** Data supplied **
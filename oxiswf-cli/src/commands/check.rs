//! Check command implementation.

use crate::decode::DecodeRequest;
use crate::input::InputFile;
use crate::utils::{create_progress_bar, format_bits};
use log::info;
use rayon::prelude::*;
use std::path::{Path, PathBuf};

fn check_file(path: &Path, request: &DecodeRequest) -> Result<u64, String> {
    let input = InputFile::open(path).map_err(|e| e.to_string())?;
    request
        .decode(input.bytes())
        .map(|dissection| dissection.consumed_bits)
        .map_err(|e| e.to_string())
}

pub fn cmd_check(
    files: &[PathBuf],
    request: &DecodeRequest,
    progress: bool,
) -> Result<(), Box<dyn std::error::Error>> {
    let pb = create_progress_bar(files.len() as u64, progress);

    let results: Vec<(&PathBuf, Result<u64, String>)> = files
        .par_iter()
        .map(|path| {
            let outcome = check_file(path, request);
            pb.inc(1);
            (path, outcome)
        })
        .collect();

    pb.finish_and_clear();

    println!(
        "Checking {} files ({}, {})",
        files.len(),
        request.structure.root_name(),
        request.version
    );

    let mut error_count = 0usize;
    for (path, outcome) in &results {
        match outcome {
            Ok(bits) => println!("  OK: {} - {}", path.display(), format_bits(*bits)),
            Err(e) => {
                error_count += 1;
                println!("  FAILED: {} - {}", path.display(), e);
            }
        }
    }

    let ok_count = results.len() - error_count;
    println!();
    println!("Files checked: {}", results.len());
    println!("  OK: {}", ok_count);
    println!("  Failed: {}", error_count);
    info!("check finished: {} ok, {} failed", ok_count, error_count);

    if error_count > 0 {
        return Err(format!("{} of {} files failed to decode", error_count, results.len()).into());
    }

    Ok(())
}
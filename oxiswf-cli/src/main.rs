//! OxiSWF CLI - SWF structure dissector
//!
//! Decodes matrices, style tables and shape outlines from raw SWF bytes and
//! shows every field with its bit position and length.

mod commands;
mod decode;
mod input;
mod logger;
mod tree;
mod utils;

use clap::{Args, Parser, Subcommand};
use clap_complete::Shell;
use commands::{cmd_check, cmd_completions, cmd_dissect};
use decode::{DecodeRequest, Structure};
use oxiswf_shape::{DecodeLimits, ShapeVersion};
use std::path::PathBuf;

#[derive(Parser)]
#[command(name = "oxiswf")]
#[command(author, version, about = "Bit-precise SWF structure dissector")]
#[command(long_about = "
OxiSWF decodes the vector structures of the DefineShape tag family and
reports every field with its exact bit position and length.
Structures: matrix, shape, shape-with-style, fill-styles, line-styles

Examples:
  oxiswf dissect shape.bin --structure shape-with-style --shape-version 3
  oxiswf dissect tag.bin --structure matrix --offset 0x12
  oxiswf dissect shape.bin -s shape --json
  oxiswf check *.bin --structure shape --shape-version 2 --progress
  oxiswf completions bash
")]
struct Cli {
    /// Increase log verbosity (-v info, -vv debug, -vvv trace)
    #[arg(short, long, action = clap::ArgAction::Count, global = true)]
    verbose: u8,

    #[command(subcommand)]
    command: Commands,
}

/// Where and what to decode.
#[derive(Args)]
struct TargetArgs {
    /// Structure to decode
    #[arg(short, long, value_enum)]
    structure: Structure,

    /// DefineShape version (1-4) deciding colours and record layouts
    #[arg(long, default_value_t = 1, value_parser = clap::value_parser!(u8).range(1..=4))]
    shape_version: u8,

    /// Byte offset of the structure (decimal or 0x-prefixed hex)
    #[arg(short, long, default_value = "0", value_parser = parse_offset)]
    offset: usize,

    /// Maximum shape records per outline, end-of-shape record included
    #[arg(long)]
    max_records: Option<usize>,
}

impl TargetArgs {
    fn request(&self) -> Result<DecodeRequest, Box<dyn std::error::Error>> {
        let limits = self
            .max_records
            .map_or(DecodeLimits::DEFAULT, DecodeLimits::new);

        Ok(DecodeRequest {
            structure: self.structure,
            version: ShapeVersion::from_number(self.shape_version)?,
            offset: self.offset,
            limits,
        })
    }
}

fn parse_offset(value: &str) -> Result<usize, String> {
    let parsed = match value.strip_prefix("0x").or_else(|| value.strip_prefix("0X")) {
        Some(hex) => usize::from_str_radix(hex, 16),
        None => value.parse(),
    };
    parsed.map_err(|e| format!("invalid offset `{}`: {}", value, e))
}

#[derive(Subcommand)]
enum Commands {
    /// Decode one structure and print its field tree
    #[command(alias = "d")]
    Dissect {
        /// Input file
        file: PathBuf,

        #[command(flatten)]
        target: TargetArgs,

        /// Output as JSON (machine-readable)
        #[arg(short, long)]
        json: bool,
    },

    /// Decode a structure from many files in parallel
    #[command(alias = "c")]
    Check {
        /// Input files
        #[arg(required = true)]
        files: Vec<PathBuf>,

        #[command(flatten)]
        target: TargetArgs,

        /// Show progress bar
        #[arg(short = 'P', long)]
        progress: bool,
    },

    /// Generate shell completions
    Completions {
        /// Target shell
        #[arg(value_enum)]
        shell: Shell,
    },
}

fn main() {
    let cli = Cli::parse();
    logger::init(cli.verbose);

    let result = match cli.command {
        Commands::Dissect { file, target, json } => {
            target.request().and_then(|request| cmd_dissect(&file, &request, json))
        }
        Commands::Check {
            files,
            target,
            progress,
        } => target
            .request()
            .and_then(|request| cmd_check(&files, &request, progress)),
        Commands::Completions { shell } => cmd_completions(shell),
    };

    if let Err(e) = result {
        eprintln!("Error: {}", e);
        std::process::exit(1);
    }
}

#[cfg(test)]
mod tests {
    use super::*;
    use clap::CommandFactory;

    #[test]
    fn test_cli_definition() {
        Cli::command().debug_assert();
    }

    #[test]
    fn test_parse_offset() {
        assert_eq!(parse_offset("18"), Ok(18));
        assert_eq!(parse_offset("0x12"), Ok(18));
        assert_eq!(parse_offset("0X1f"), Ok(31));
        assert!(parse_offset("0xZZ").is_err());
        assert!(parse_offset("-1").is_err());
    }

    #[test]
    fn test_dissect_arguments() {
        let cli = Cli::try_parse_from([
            "oxiswf",
            "dissect",
            "shape.bin",
            "--structure",
            "shape-with-style",
            "--shape-version",
            "4",
            "--offset",
            "0x10",
            "--max-records",
            "64",
            "-vv",
        ])
        .expect("arguments parse");

        assert_eq!(cli.verbose, 2);
        match cli.command {
            Commands::Dissect { target, json, .. } => {
                assert!(!json);
                let request = target.request().expect("valid request");
                assert_eq!(request.structure, Structure::ShapeWithStyle);
                assert_eq!(request.version, ShapeVersion::Shape4);
                assert_eq!(request.offset, 16);
                assert_eq!(request.limits.max_shape_records, 64);
            }
            _ => panic!("expected dissect"),
        }
    }

    #[test]
    fn test_shape_version_range() {
        let result = Cli::try_parse_from([
            "oxiswf",
            "dissect",
            "shape.bin",
            "-s",
            "shape",
            "--shape-version",
            "5",
        ]);
        assert!(result.is_err());
    }
}
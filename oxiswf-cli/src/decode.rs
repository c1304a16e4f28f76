//! Structure selection and decoding.

use crate::tree::{ToTree, TreeNode};
use clap::ValueEnum;
use log::debug;
use oxiswf_core::{BitCursor, FieldPath, FileElement, Result};
use oxiswf_shape::{
    DecodeLimits, FillStyleArray, LineStyleArray, Matrix, Shape, ShapeVersion, ShapeWithStyle,
};
use serde::Serialize;

/// Structure to decode at the requested offset.
#[derive(Debug, Clone, Copy, PartialEq, Eq, ValueEnum)]
pub enum Structure {
    /// MATRIX
    Matrix,
    /// SHAPE outline
    Shape,
    /// SHAPEWITHSTYLE
    ShapeWithStyle,
    /// FILLSTYLEARRAY
    FillStyles,
    /// LINESTYLEARRAY
    LineStyles,
}

impl Structure {
    /// Name of the root field.
    pub fn root_name(self) -> &'static str {
        match self {
            Self::Matrix => "Matrix",
            Self::Shape => "Shape",
            Self::ShapeWithStyle => "Shapes",
            Self::FillStyles => "FillStyles",
            Self::LineStyles => "LineStyles",
        }
    }
}

/// A decoded structure of any supported kind.
#[derive(Debug, Clone, PartialEq, Serialize)]
pub enum Decoded {
    /// A matrix.
    Matrix(Matrix),
    /// A shape outline.
    Shape(Shape),
    /// Style tables plus outline.
    ShapeWithStyle(ShapeWithStyle),
    /// A fill style array.
    FillStyles(FillStyleArray),
    /// A line style array.
    LineStyles(LineStyleArray),
}

impl FileElement for Decoded {
    fn bit_position(&self) -> u64 {
        match self {
            Self::Matrix(v) => v.bit_position(),
            Self::Shape(v) => v.bit_position(),
            Self::ShapeWithStyle(v) => v.bit_position(),
            Self::FillStyles(v) => v.bit_position(),
            Self::LineStyles(v) => v.bit_position(),
        }
    }

    fn bit_length(&self) -> u64 {
        match self {
            Self::Matrix(v) => v.bit_length(),
            Self::Shape(v) => v.bit_length(),
            Self::ShapeWithStyle(v) => v.bit_length(),
            Self::FillStyles(v) => v.bit_length(),
            Self::LineStyles(v) => v.bit_length(),
        }
    }
}

impl ToTree for Decoded {
    fn to_tree(&self, name: &str) -> TreeNode {
        match self {
            Self::Matrix(v) => v.to_tree(name),
            Self::Shape(v) => v.to_tree(name),
            Self::ShapeWithStyle(v) => v.to_tree(name),
            Self::FillStyles(v) => v.to_tree(name),
            Self::LineStyles(v) => v.to_tree(name),
        }
    }
}

/// The result of one decode: the value and the bits the cursor advanced,
/// alignment padding included.
#[derive(Debug, Clone, PartialEq)]
pub struct Dissection {
    /// Decoded value.
    pub value: Decoded,
    /// Bits from the start offset to the final cursor position.
    pub consumed_bits: u64,
}

/// What to decode and how.
#[derive(Debug, Clone, Copy, PartialEq, Eq)]
pub struct DecodeRequest {
    /// Structure to decode.
    pub structure: Structure,
    /// Shape version deciding colour width and record layouts.
    pub version: ShapeVersion,
    /// Byte offset of the structure in the input.
    pub offset: usize,
    /// Resource limits.
    pub limits: DecodeLimits,
}

impl DecodeRequest {
    /// Decode the requested structure from `data`.
    pub fn decode(&self, data: &[u8]) -> Result<Dissection> {
        let mut cursor = BitCursor::at(data, self.offset)?;
        let start = cursor.bit_position();
        let root = FieldPath::root(self.structure.root_name())?;

        let value = match self.structure {
            Structure::Matrix => Decoded::Matrix(Matrix::parse(&mut cursor, &root)?),
            Structure::Shape => Decoded::Shape(Shape::parse_for(
                &mut cursor,
                self.version,
                &root,
                &self.limits,
            )?),
            Structure::ShapeWithStyle => Decoded::ShapeWithStyle(ShapeWithStyle::parse(
                &mut cursor,
                self.version,
                &root,
                &self.limits,
            )?),
            Structure::FillStyles => {
                Decoded::FillStyles(FillStyleArray::parse(&mut cursor, self.version, &root)?)
            }
            Structure::LineStyles => {
                Decoded::LineStyles(LineStyleArray::parse(&mut cursor, self.version, &root)?)
            }
        };

        let consumed_bits = cursor.bit_position() - start;
        debug!(
            "{} ({}) at offset {}: {} bits",
            root, self.version, self.offset, consumed_bits
        );

        Ok(Dissection {
            value,
            consumed_bits,
        })
    }
}
//! Command implementations for OxiSWF CLI.

pub mod check;
pub mod completions;
pub mod dissect;

pub use check::cmd_check;
pub use completions::cmd_completions;
pub use dissect::cmd_dissect;
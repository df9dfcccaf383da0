use crate::transport::TransportError;
use std::fmt;
use thiserror::Error;

/// Where a dispatch error happened: which adapter, which field, which request.
#[derive(Debug, Clone, PartialEq, Eq, Default)]
pub struct ErrorContext {
    pub adapter: Option<String>,
    /// Dotted path of the offending field, e.g. `adapter.url`.
    pub field_path: Option<String>,
    pub details: Option<String>,
    pub request_id: Option<u64>,
}

impl ErrorContext {
    pub fn new() -> Self {
        Self::default()
    }

    pub fn with_adapter(mut self, adapter: impl Into<String>) -> Self {
        self.adapter = Some(adapter.into());
        self
    }

    pub fn with_field_path(mut self, path: impl Into<String>) -> Self {
        self.field_path = Some(path.into());
        self
    }

    pub fn with_details(mut self, details: impl Into<String>) -> Self {
        self.details = Some(details.into());
        self
    }

    pub fn with_request_id(mut self, id: u64) -> Self {
        self.request_id = Some(id);
        self
    }

    fn is_empty(&self) -> bool {
        self == &Self::default()
    }
}

impl fmt::Display for ErrorContext {
    fn fmt(&self, f: &mut fmt::Formatter<'_>) -> fmt::Result {
        let parts = [
            self.adapter.as_ref().map(|a| format!("adapter {}", a)),
            self.request_id.map(|id| format!("request {}", id)),
            self.field_path.as_ref().map(|p| format!("at {}", p)),
            self.details.clone(),
        ];
        let rendered: Vec<String> = parts.into_iter().flatten().collect();
        write!(f, "{}", rendered.join(", "))
    }
}

/// Unified error type for request dispatch.
#[derive(Debug, Error)]
pub enum Error {
    /// The adapter's `setup` handler refused the request. Nothing was dispatched.
    #[error("Adapter setup failed for '{adapter}': {message}")]
    Setup { adapter: String, message: String },

    #[error("Configuration error: {message}{}", format_context(.context))]
    Configuration {
        message: String,
        context: ErrorContext,
    },

    #[error("Validation error: {message}{}", format_context(.context))]
    Validation {
        message: String,
        context: ErrorContext,
    },

    #[error("Runtime error: {message}{}", format_context(.context))]
    Runtime {
        message: String,
        context: ErrorContext,
    },

    /// The request task was stopped before it could report a status.
    #[error("Request {request_id} was cancelled")]
    Cancelled { request_id: u64 },

    #[error("Network transport error: {0}")]
    Transport(#[from] TransportError),

    #[error("I/O error: {0}")]
    Io(#[from] std::io::Error),

    #[error("Serialization error: {0}")]
    Serialization(#[from] serde_json::Error),

    #[error("YAML syntax error: {0}")]
    Yaml(#[from] serde_yaml::Error),
}

fn format_context(ctx: &ErrorContext) -> String {
    if ctx.is_empty() {
        String::new()
    } else {
        format!(" [{}]", ctx)
    }
}

impl Error {
    pub fn runtime_with_context(msg: impl Into<String>, context: ErrorContext) -> Self {
        Error::Runtime {
            message: msg.into(),
            context,
        }
    }

    pub fn validation_with_context(msg: impl Into<String>, context: ErrorContext) -> Self {
        Error::Validation {
            message: msg.into(),
            context,
        }
    }

    pub fn configuration_with_context(msg: impl Into<String>, context: ErrorContext) -> Self {
        Error::Configuration {
            message: msg.into(),
            context,
        }
    }

    /// Extract error context if available
    pub fn context(&self) -> Option<&ErrorContext> {
        match self {
            Error::Configuration { context, .. }
            | Error::Validation { context, .. }
            | Error::Runtime { context, .. } => Some(context),
            _ => None,
        }
    }

    /// True when the failure happened on the wire rather than inside the runtime.
    pub fn is_transport(&self) -> bool {
        matches!(self, Error::Transport(_))
    }
}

** Activity **
Reproduce every line above containing "repository".

** Response area **
repository c1304a16e4f28f76
repository df9dfcccaf383da0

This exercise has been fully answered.